Growing up in Fairbanks, Alaska, Sheehan watched the Trans-Alaska Pipeline being built in the 1970s. Her grandfather was a chef on an oil rig and her father worked in seismic exploration in the Gulf of Mexico. “My background has always been tied to energy,” she said. “It’s always been a part of my life in some way or another.”
Sheehan graduated from Bowie State University with a bachelor’s degree in English literature in 1994 and earned a master’s degree in public communications and public relations from American University the following year. She began working on Capitol Hill as a press secretary for former Sen. Christopher Dodd, D-Conn., in 1996 and later worked in the office of Rep. John Dingell, D-Mich. From there, she went on to become communications director for the House Energy and Commerce Committee — a job that solidified her interest in energy policy.
As communications director, Sheehan was involved in a host of high-profile energy issues culminating in the Energy Policy Act of 2005. “While on the committee I found myself really falling in love with energy policy,” she said. “The issues we worked on and the debate around them were really intriguing.”
In 2008, Sheehan got an insider’s view of the energy industry when she took a job as vice president of communications and marketing at the American Gas Association. She stayed at the AGA for a little over two years and also worked as the association’s senior vice president for public affairs.
Sheehan heard about the job opening at the ACCCE and jumped at the opportunity to work on clean-coal advocacy. “I’m not ashamed to admit I was aggressive in going for the position,” she said. “Coal right now is critical. It’s a fundamental part of the energy supply chain and we need to ensure it’s going to be here for generations to come.”

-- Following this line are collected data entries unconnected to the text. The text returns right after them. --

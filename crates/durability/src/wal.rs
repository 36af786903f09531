//! Write-ahead log
//!
//! Every committed transaction is appended as a `BeginTxn` entry, one entry
//! per row-level change, and a closing `CommitTxn` entry carrying the commit
//! version. Recovery only applies transactions whose `CommitTxn` made it to
//! disk, so a crash mid-append loses at most the transaction being written.
//!
//! ## Durability Modes
//!
//! - `Always` - fsync after every committed transaction
//! - `Standard` - flush every transaction to the OS, fsync every 100 ms or
//!   every 64 transactions, whichever comes first, and on drop
//!
//! ## Failed Appends
//!
//! A transaction whose append fails is cut back out of the file before the
//! error is returned, so the log never holds a transaction the store did not
//! apply. If that cut fails too, the log is poisoned and refuses every later
//! append until it is reopened.
//!
//! ## File Layout
//!
//! A single append-only file of framed entries (see [`crate::encoding`]).

use crate::encoding::{decode_entry, encode_entry};
use buildseq_core::{BuildRecord, Error, Result, SeriesKey, SeriesRecord};
use buildseq_storage::WriteBatch;
use chrono::{DateTime, Utc};
use serde::{Deserialize, Serialize};
use std::fmt;
use std::fs::{File, OpenOptions};
use std::io::{BufWriter, Write};
use std::path::{Path, PathBuf};
use std::str::FromStr;
use std::time::{Duration, Instant};
use tracing::{debug, error, warn};

/// Maximum time between fsyncs in `Standard` mode
pub const STANDARD_FSYNC_INTERVAL: Duration = Duration::from_millis(100);

/// Maximum committed transactions between fsyncs in `Standard` mode
pub const STANDARD_FSYNC_BATCH: u32 = 64;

With the recent release of Environmental Protection Agency regulations requiring new coal-fired plants to use equipment that can capture carbon emissions — otherwise known as clean-coal technology — the ACCCE has been thrust into the center of a debate over how quickly and at what cost the technology can be adopted on a widespread commercial scale.
“There’s an incredible challenge facing the industry right now with the EPA’s new regulations,” Sheehan said.
“We’re very proactive in telling our story through a variety of channels,” she added. “We’re getting our message about the importance of coal out there and people are listening.”